I decided that wasn’t enough for me. Having random people from the Internet prove my point wasn’t satisfying. I decided to ask people I actually knew. I was talking to one of my friends one day about the subject and asked her opinion:

“Academically? No, not at all.”

Full Article.

7 comments:

  1. And apparently a journalism major at RIT doesn't prepare people to write "guest essays" on the internet.
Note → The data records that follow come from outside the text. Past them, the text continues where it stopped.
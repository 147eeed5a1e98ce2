//! Create or derive Polymarket CLOB API credentials

use std::io::Write;

use anyhow::Context;
use balance_core::write_exports;
use balance_polymarket::{ApiCredentials, ApiKeyProvider};
use tracing::info;

/// Obtain credentials and write the three export lines
///
/// Provider errors are returned, never swallowed.
pub async fn run<P, W>(provider: &mut P, out: &mut W) -> anyhow::Result<ApiCredentials>
where
    P: ApiKeyProvider + ?Sized,
    W: Write,
{
    let credentials = provider
        .create_or_derive_api_credentials()
        .await
        .context("Failed to get Polymarket API credentials")?;
    info!("Polymarket API credentials ready");

    write_exports(out, &credentials)?;
    out.flush()?;
    Ok(credentials)
}
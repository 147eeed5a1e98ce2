//! Capability interface for obtaining CLOB API credentials

use async_trait::async_trait;

use crate::types::{ApiCredentials, Result};

#[async_trait]
pub trait ApiKeyProvider: Send + Sync {
    /// Create new API credentials, or derive the existing ones if creation fails
    async fn create_or_derive_api_credentials(&mut self) -> Result<ApiCredentials>;
}
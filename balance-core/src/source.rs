//! Balance source definitions

use serde::{Deserialize, Serialize};
use std::fmt;

/// Supported balance sources
#[derive(Debug, Clone, Copy, PartialEq, Eq, Hash, Serialize, Deserialize)]
#[serde(rename_all = "lowercase")]
pub enum Source {
    /// PayPay - Japanese mobile payment service
    PayPay,
    /// Polymarket - Crypto-based prediction market
    Polymarket,
}

impl Source {
    /// Get the full display name
    pub fn display_name(&self) -> &'static str {
        match self {
            Source::PayPay => "PayPay",
            Source::Polymarket => "Polymarket",
        }
    }

    /// Prefix used for the environment variables this source reads and exports
    pub fn env_prefix(&self) -> &'static str {
        match self {
            Source::PayPay => "PAYPAY",
            Source::Polymarket => "POLYMARKET",
        }
    }
}

impl fmt::Display for Source {
    fn fmt(&self, f: &mut fmt::Formatter<'_>) -> fmt::Result {
        write!(f, "{}", self.display_name())
    }
}

impl std::str::FromStr for Source {
    type Err = String;

    fn from_str(s: &str) -> Result<Self, Self::Err> {
        match s.to_lowercase().as_str() {
            "paypay" | "pp" => Ok(Source::PayPay),
            "polymarket" | "poly" | "p" => Ok(Source::Polymarket),
            _ => Err(format!("Unknown source: {}", s)),
        }
    }
}

#[cfg(test)]
mod tests {
    use super::*;

    #[test]
    fn test_parse_source() {
        assert_eq!("paypay".parse::<Source>().unwrap(), Source::PayPay);
        assert_eq!("Poly".parse::<Source>().unwrap(), Source::Polymarket);
        assert!("binance".parse::<Source>().is_err());
    }
}
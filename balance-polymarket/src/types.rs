//! Shared types for Polymarket credentials and balances

use balance_core::{BalanceError, EnvExport, ExportVars};
use serde::{Deserialize, Serialize};

// ============================================================================
// Endpoints
// ============================================================================

/// Polymarket CLOB API
pub const CLOB_BASE_URL: &str = "https://clob.polymarket.com";

/// Polymarket Data API (positions and portfolio value)
pub const DATA_API_BASE: &str = "https://data-api.polymarket.com";

/// Etherscan V2 multichain API
pub const ETHERSCAN_API_BASE: &str = "https://api.etherscan.io/v2/api";

/// USDC.e on Polygon
pub const USDC_ADDRESS: &str = "0x2791Bca1f2de4661ED88A30C99A7a9449Aa84174";

/// Polygon Chain ID
pub const POLYGON_CHAIN_ID: u64 = 137;

// ============================================================================
// API Credentials
// ============================================================================

/// API credentials for L2 (HMAC) authentication
#[derive(Clone, PartialEq, Eq, Serialize, Deserialize)]
pub struct ApiCredentials {
    pub api_key: String,
    pub secret: String,
    pub passphrase: String,
}

impl ExportVars for ApiCredentials {
    fn export_vars(&self) -> Vec<EnvExport> {
        vec![
            EnvExport::new("POLYMARKET_API_KEY", &self.api_key),
            EnvExport::quoted("POLYMARKET_API_SECRET", &self.secret),
            EnvExport::new("POLYMARKET_API_PASSPHRASE", &self.passphrase),
        ]
    }
}

impl std::fmt::Debug for ApiCredentials {
    fn fmt(&self, f: &mut std::fmt::Formatter<'_>) -> std::fmt::Result {
        f.debug_struct("ApiCredentials")
            .field("api_key", &self.api_key)
            .finish_non_exhaustive()
    }
}

/// Response from API key creation or derivation
#[derive(Debug, Deserialize)]
#[serde(rename_all = "camelCase")]
pub struct ApiKeyResponse {
    pub api_key: String,
    pub secret: String,
    pub passphrase: String,
}

impl From<ApiKeyResponse> for ApiCredentials {
    fn from(response: ApiKeyResponse) -> Self {
        Self {
            api_key: response.api_key,
            secret: response.secret,
            passphrase: response.passphrase,
        }
    }
}

// ============================================================================
// Balance responses
// ============================================================================

/// Response from the Etherscan `tokenbalance` action
#[derive(Debug, Deserialize)]
pub struct TokenBalanceResponse {
    pub status: String,
    #[serde(default)]
    pub message: Option<String>,
    #[serde(default)]
    pub result: Option<String>,
}

/// One entry of the Data API `/value` response
#[derive(Debug, Deserialize)]
pub struct PortfolioValue {
    #[serde(default)]
    pub user: Option<String>,
    pub value: f64,
}

// ============================================================================
// Error Types
// ============================================================================

/// Polymarket errors
#[derive(Debug, thiserror::Error)]
pub enum ClobError {
    #[error("Wallet error: {0}")]
    Wallet(String),

    #[error("Signing error: {0}")]
    Signing(String),

    #[error("API error: {0}")]
    Api(String),

    #[error("HTTP error: {0}")]
    Http(#[from] reqwest::Error),

    #[error("JSON error: {0}")]
    Json(#[from] serde_json::Error),

    #[error(transparent)]
    Core(#[from] BalanceError),
}

impl ClobError {
    /// Whether this error comes from absent or malformed local configuration
    pub fn is_config(&self) -> bool {
        match self {
            ClobError::Core(e) => e.is_config(),
            ClobError::Wallet(_) => true,
            _ => false,
        }
    }
}

impl From<ClobError> for BalanceError {
    fn from(error: ClobError) -> Self {
        match error {
            ClobError::Core(e) => e,
            ClobError::Http(e) => BalanceError::network(e.to_string()),
            ClobError::Json(e) => BalanceError::parse(e.to_string()),
            ClobError::Wallet(msg) => BalanceError::config(msg),
            other => BalanceError::source("Polymarket", other.to_string()),
        }
    }
}

pub type Result<T> = std::result::Result<T, ClobError>;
    "High school doesn't prepare people for college because it doesn't. I asked the internet, and the internet said no. I asked people I know, and they said no. But at least I made friends. Oh wait, that's off topic. What I meant to say was that my high school teachers let me slack. It's not their fault, but it is sort of their fault because they shouldn't do that. College is different from high school, because OMG no extra credit. In conclusion, high school does not prepare people for college."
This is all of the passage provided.